------ Records supplied ------

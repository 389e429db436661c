use sqlx::SqlitePool;
use ttsrelay_protocol::Channel;

use crate::error::Result;

#[derive(sqlx::FromRow)]
struct ChannelRow {
    login: String,
    config: String,
    #[allow(dead_code)]
    updated_at: i64,
}

impl TryFrom<ChannelRow> for Channel {
    type Error = crate::error::Error;

    fn try_from(row: ChannelRow) -> Result<Self> {
        let mut channel: Channel = serde_json::from_str(&row.config)?;
        channel.login = row.login;
        Ok(channel)
    }
}

/// SQLite-backed `ttsChannelConfigs/{login}` collection (§6).
pub struct SqliteChannelStore {
    pool: SqlitePool,
}

impl SqliteChannelStore {
    pub fn new(pool: SqlitePool) -> Self {
        Self { pool }
    }

    pub async fn get(&self, login: &str) -> Result<Option<Channel>> {
        let row = sqlx::query_as::<_, ChannelRow>(
            "SELECT login, config, updated_at FROM tts_channel_configs WHERE login = ?",
        )
        .bind(login.to_lowercase())
        .fetch_optional(&self.pool)
        .await?;
        row.map(TryInto::try_into).transpose()
    }

    pub async fn upsert(&self, channel: &Channel) -> Result<()> {
        let config_json = serde_json::to_string(channel)?;
        let now = ttsrelay_common::time::now_secs();
        sqlx::query(
            r#"INSERT INTO tts_channel_configs (login, config, updated_at)
               VALUES (?, ?, ?)
               ON CONFLICT(login) DO UPDATE SET
                 config = excluded.config,
                 updated_at = excluded.updated_at"#,
        )
        .bind(channel.login.to_lowercase())
        .bind(config_json)
        .bind(now)
        .execute(&self.pool)
        .await?;
        Ok(())
    }

    pub async fn delete(&self, login: &str) -> Result<()> {
        sqlx::query("DELETE FROM tts_channel_configs WHERE login = ?")
            .bind(login.to_lowercase())
            .execute(&self.pool)
            .await?;
        Ok(())
    }

    pub async fn list(&self) -> Result<Vec<Channel>> {
        let rows = sqlx::query_as::<_, ChannelRow>(
            "SELECT login, config, updated_at FROM tts_channel_configs ORDER BY login",
        )
        .fetch_all(&self.pool)
        .await?;
        rows.into_iter().map(TryInto::try_into).collect()
    }
}

#[allow(clippy::unwrap_used)]
#[cfg(test)]
mod tests {
    use super::*;

    async fn test_pool() -> SqlitePool {
        let pool = SqlitePool::connect("sqlite::memory:").await.unwrap();
        crate::schema::init(&pool).await.unwrap();
        pool
    }

    #[tokio::test]
    async fn upsert_then_get_round_trips() {
        let store = SqliteChannelStore::new(test_pool().await);
        let mut ch = Channel::new("SomeStreamer");
        ch.engine_enabled = true;
        store.upsert(&ch).await.unwrap();

        let got = store.get("somestreamer").await.unwrap().unwrap();
        assert_eq!(got.login, "somestreamer");
        assert!(got.engine_enabled);
    }

    #[tokio::test]
    async fn upsert_updates_existing_row() {
        let store = SqliteChannelStore::new(test_pool().await);
        let mut ch = Channel::new("s");
        store.upsert(&ch).await.unwrap();
        ch.engine_enabled = true;
        store.upsert(&ch).await.unwrap();

        let got = store.get("s").await.unwrap().unwrap();
        assert!(got.engine_enabled);
        assert_eq!(store.list().await.unwrap().len(), 1);
    }

    #[tokio::test]
    async fn delete_removes_row() {
        let store = SqliteChannelStore::new(test_pool().await);
        let ch = Channel::new("s");
        store.upsert(&ch).await.unwrap();
        store.delete("s").await.unwrap();
        assert!(store.get("s").await.unwrap().is_none());
    }

    #[tokio::test]
    async fn get_nonexistent_is_none() {
        let store = SqliteChannelStore::new(test_pool().await);
        assert!(store.get("nope").await.unwrap().is_none());
    }
}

------

→ **What the task requires**
The data must be printed verbatim, line by line.

→ **Solution**
repository 389e429db436661c
use sqlx::SqlitePool;
use ttsrelay_protocol::Channel;

use crate::error::Result;

#[derive(sqlx::FromRow)]
struct ChannelRow {
    login: String,
    config: String,
    #[allow(dead_code)]
    updated_at: i64,
}

impl TryFrom<ChannelRow> for Channel {
    type Error = crate::error::Error;

    fn try_from(row: ChannelRow) -> Result<Self> {
        let mut channel: Channel = serde_json::from_str(&row.config)?;
        channel.login = row.login;
        Ok(channel)
    }
}

/// SQLite-backed `ttsChannelConfigs/{login}` collection (§6).
pub struct SqliteChannelStore {
    pool: SqlitePool,
}

impl SqliteChannelStore {
    pub fn new(pool: SqlitePool) -> Self {
        Self { pool }
    }

    pub async fn get(&self, login: &str) -> Result<Option<Channel>> {
        let row = sqlx::query_as::<_, ChannelRow>(
            "SELECT login, config, updated_at FROM tts_channel_configs WHERE login = ?",
        )
        .bind(login.to_lowercase())
        .fetch_optional(&self.pool)
        .await?;
        row.map(TryInto::try_into).transpose()
    }

    pub async fn upsert(&self, channel: &Channel) -> Result<()> {
        let config_json = serde_json::to_string(channel)?;
        let now = ttsrelay_common::time::now_secs();
        sqlx::query(
            r#"INSERT INTO tts_channel_configs (login, config, updated_at)
               VALUES (?, ?, ?)
               ON CONFLICT(login) DO UPDATE SET
                 config = excluded.config,
                 updated_at = excluded.updated_at"#,
        )
        .bind(channel.login.to_lowercase())
        .bind(config_json)
        .bind(now)
        .execute(&self.pool)
        .await?;
        Ok(())
    }

    pub async fn delete(&self, login: &str) -> Result<()> {
        sqlx::query("DELETE FROM tts_channel_configs WHERE login = ?")
            .bind(login.to_lowercase())
            .execute(&self.pool)
            .await?;
        Ok(())
    }

    pub async fn list(&self) -> Result<Vec<Channel>> {
        let rows = sqlx::query_as::<_, ChannelRow>(
            "SELECT login, config, updated_at FROM tts_channel_configs ORDER BY login",
        )
        .fetch_all(&self.pool)
        .await?;
        rows.into_iter().map(TryInto::try_into).collect()
    }
}

#[allow(clippy::unwrap_used)]
#[cfg(test)]
mod tests {
    use super::*;

    async fn test_pool() -> SqlitePool {
        let pool = SqlitePool::connect("sqlite::memory:").await.unwrap();
        crate::schema::init(&pool).await.unwrap();
        pool
    }

    #[tokio::test]
    async fn upsert_then_get_round_trips() {
        let store = SqliteChannelStore::new(test_pool().await);
        let mut ch = Channel::new("SomeStreamer");
        ch.engine_enabled = true;
        store.upsert(&ch).await.unwrap();

        let got = store.get("somestreamer").await.unwrap().unwrap();
        assert_eq!(got.login, "somestreamer");
        assert!(got.engine_enabled);
    }

    #[tokio::test]
    async fn upsert_updates_existing_row() {
        let store = SqliteChannelStore::new(test_pool().await);
        let mut ch = Channel::new("s");
        store.upsert(&ch).await.unwrap();
        ch.engine_enabled = true;
        store.upsert(&ch).await.unwrap();

        let got = store.get("s").await.unwrap().unwrap();
        assert!(got.engine_enabled);
        assert_eq!(store.list().await.unwrap().len(), 1);
    }

    #[tokio::test]
    async fn delete_removes_row() {
        let store = SqliteChannelStore::new(test_pool().await);
        let ch = Channel::new("s");
        store.upsert(&ch).await.unwrap();
        store.delete("s").await.unwrap();
        assert!(store.get("s").await.unwrap().is_none());
    }

    #[tokio::test]
    async fn get_nonexistent_is_none() {
        let store = SqliteChannelStore::new(test_pool().await);
        assert!(store.get("nope").await.unwrap().is_none());
    }
}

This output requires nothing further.